Source data
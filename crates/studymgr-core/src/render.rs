use std::io::{
  IsTerminal,
  Write
};

use anyhow::anyhow;
use chrono::{
  DateTime,
  NaiveDate,
  Utc
};
use chrono_tz::Tz;
use unicode_width::UnicodeWidthStr;

use crate::calendar::MarkedDates;
use crate::config::Config;
use crate::datetime::{
  format_day,
  format_local
};
use crate::heatmap::{
  HeatBucket,
  IntensityBand
};
use crate::stats::{
  DashboardSummary,
  Stats
};
use crate::task::Task;

#[derive(Debug, Clone)]
pub struct Renderer {
  color: bool
}

impl Renderer {
  pub fn new(
    cfg: &Config
  ) -> anyhow::Result<Self> {
    let color_cfg = cfg
      .get("color")
      .unwrap_or_else(|| "on".to_string());
    let color = match color_cfg
      .to_ascii_lowercase()
      .as_str()
    {
      | "on" | "yes" | "true" | "1" => {
        std::io::stdout().is_terminal()
      }
      | "off" | "no" | "false" | "0" => {
        false
      }
      | other => {
        return Err(anyhow!(
          "invalid color setting: \
           {other}"
        ));
      }
    };

    Ok(Self { color })
  }

  pub fn plain() -> Self {
    Self { color: false }
  }

  #[tracing::instrument(skip_all)]
  pub fn write_task_table<W: Write>(
    &self,
    out: W,
    tasks: &[Task],
    now: DateTime<Utc>,
    tz: &Tz
  ) -> anyhow::Result<()> {
    let rows: Vec<Vec<String>> = tasks
      .iter()
      .map(|task| {
        let due = task
          .due_date
          .map(|due| format_local(due, tz))
          .unwrap_or_else(|| {
            "No date".to_string()
          });
        let due = if task.is_overdue(now)
        {
          self.paint(&due, "31")
        } else {
          due
        };

        vec![
          task.id.to_string(),
          due,
          self.paint(
            task.priority.label(),
            task.priority.ansi()
          ),
          self.paint(
            task.status.label(),
            task.status.ansi()
          ),
          task.source.label().to_string(),
          task.title.clone(),
        ]
      })
      .collect();

    write_table(
      out,
      &["ID", "Due", "Pri", "Status", "Source", "Title"],
      &rows
    )
  }

  pub fn write_marked_dates<W: Write>(
    &self,
    mut out: W,
    marks: &MarkedDates
  ) -> anyhow::Result<()> {
    for (day, mark) in marks {
      let dot = match mark.dot {
        | Some(dot) => {
          self.paint("●", dot.ansi())
        }
        | None if mark.marked => {
          "○".to_string()
        }
        | None => " ".to_string()
      };
      let selected = if mark.selected {
        self.paint("selected", "7")
      } else {
        String::new()
      };
      writeln!(
        out,
        "{} {dot} {selected}",
        format_day(*day)
      )?;
    }
    Ok(())
  }

  pub fn write_stats<W: Write>(
    &self,
    mut out: W,
    stats: &Stats,
    now: DateTime<Utc>,
    tz: &Tz
  ) -> anyhow::Result<()> {
    writeln!(
      out,
      "Completion  {}%",
      stats.completion_rate
    )?;
    writeln!(
      out,
      "Completed   {}",
      stats.completed_count
    )?;
    writeln!(
      out,
      "Pending     {}",
      stats.pending_count
    )?;
    writeln!(
      out,
      "Total       {}",
      stats.total
    )?;
    writeln!(out)?;

    if stats.upcoming_tasks.is_empty() {
      writeln!(out, "No upcoming deadlines")?;
      return Ok(());
    }
    writeln!(out, "Upcoming deadlines")?;
    self.write_task_table(
      out,
      &stats.upcoming_tasks,
      now,
      tz
    )
  }

  /// One row per week, oldest first.
  pub fn write_heatmap<W: Write>(
    &self,
    mut out: W,
    buckets: &[HeatBucket]
  ) -> anyhow::Result<()> {
    for week in buckets.chunks(7) {
      let Some(first) = week.first()
      else {
        continue;
      };
      write!(
        out,
        "{} ",
        format_day(first.date)
      )?;
      for bucket in week {
        write!(
          out,
          "{}",
          self.heat_cell(bucket.band)
        )?;
      }
      let total: usize = week
        .iter()
        .map(|bucket| bucket.count)
        .sum();
      writeln!(out, "  {total}")?;
    }
    Ok(())
  }

  pub fn write_dashboard<W: Write>(
    &self,
    mut out: W,
    summary: &DashboardSummary,
    due_soon: &[Task],
    now: DateTime<Utc>,
    tz: &Tz
  ) -> anyhow::Result<()> {
    writeln!(
      out,
      "Total tasks      {} ({} pending)",
      summary.total, summary.pending
    )?;
    writeln!(
      out,
      "In progress      {}",
      summary.in_progress
    )?;
    writeln!(
      out,
      "Completed today  {}",
      summary.completed_today
    )?;
    writeln!(
      out,
      "Due soon         {}",
      summary.due_soon
    )?;
    writeln!(
      out,
      "From Canvas      {}",
      summary.from_canvas
    )?;

    if !due_soon.is_empty() {
      writeln!(out)?;
      writeln!(out, "Due soon")?;
      self.write_task_table(
        out, due_soon, now, tz
      )?;
    }
    Ok(())
  }

  pub fn write_day_header<W: Write>(
    &self,
    out: W,
    day: NaiveDate,
    count: usize
  ) -> anyhow::Result<()> {
    self.write_list_header(
      out,
      &format!(
        "Tasks for {}",
        day.format("%A, %B %-d")
      ),
      count
    )
  }

  pub fn write_list_header<W: Write>(
    &self,
    mut out: W,
    title: &str,
    count: usize
  ) -> anyhow::Result<()> {
    let plural =
      if count == 1 { "" } else { "s" };
    writeln!(
      out,
      "{}: {count} task{plural}",
      self.paint(title, "1")
    )?;
    Ok(())
  }

  fn heat_cell(
    &self,
    band: IntensityBand
  ) -> String {
    if self.color {
      return self.paint("  ", band.ansi());
    }
    match band {
      | IntensityBand::None => "·",
      | IntensityBand::Low => "░",
      | IntensityBand::Medium => "▒",
      | IntensityBand::High => "▓",
      | IntensityBand::Peak => "█"
    }
    .to_string()
  }

  fn paint(
    &self,
    text: &str,
    code: &str
  ) -> String {
    if !self.color {
      return text.to_string();
    }
    format!("\x1b[{code}m{text}\x1b[0m")
  }
}

/// Left-aligned columns sized to their widest visible cell, a dashed rule
/// under the header, single-space gutters.
fn write_table<W: Write>(
  mut out: W,
  headers: &[&str],
  rows: &[Vec<String>]
) -> anyhow::Result<()> {
  let widths: Vec<usize> = headers
    .iter()
    .enumerate()
    .map(|(col, header)| {
      rows
        .iter()
        .filter_map(|row| row.get(col))
        .map(|cell| visible_width(cell))
        .fold(visible_width(header), usize::max)
    })
    .collect();

  let header: Vec<String> =
    headers.iter().map(|h| h.to_string()).collect();
  let rule: Vec<String> =
    widths.iter().map(|w| "-".repeat(*w)).collect();

  for line in [&header, &rule].into_iter().chain(rows) {
    let cells: Vec<String> = line
      .iter()
      .zip(&widths)
      .map(|(cell, width)| pad(cell, *width))
      .collect();
    writeln!(out, "{}", cells.join(" ").trim_end())?;
  }
  Ok(())
}

fn pad(cell: &str, width: usize) -> String {
  let fill =
    width.saturating_sub(visible_width(cell));
  format!("{cell}{:fill$}", "")
}

/// Terminal columns taken by `text`, ignoring `ESC ... m` color sequences.
fn visible_width(text: &str) -> usize {
  let mut rest = text;
  let mut width = 0;
  while let Some(esc) = rest.find('\x1b') {
    width += UnicodeWidthStr::width(&rest[..esc]);
    rest = match rest[esc..].find('m') {
      | Some(end) => &rest[esc + end + 1..],
      | None => ""
    };
  }
  width + UnicodeWidthStr::width(rest)
}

_Task instructions_. Going through the entries above, report how many lines contain the word "usize", with no other text.

_Response box_. 7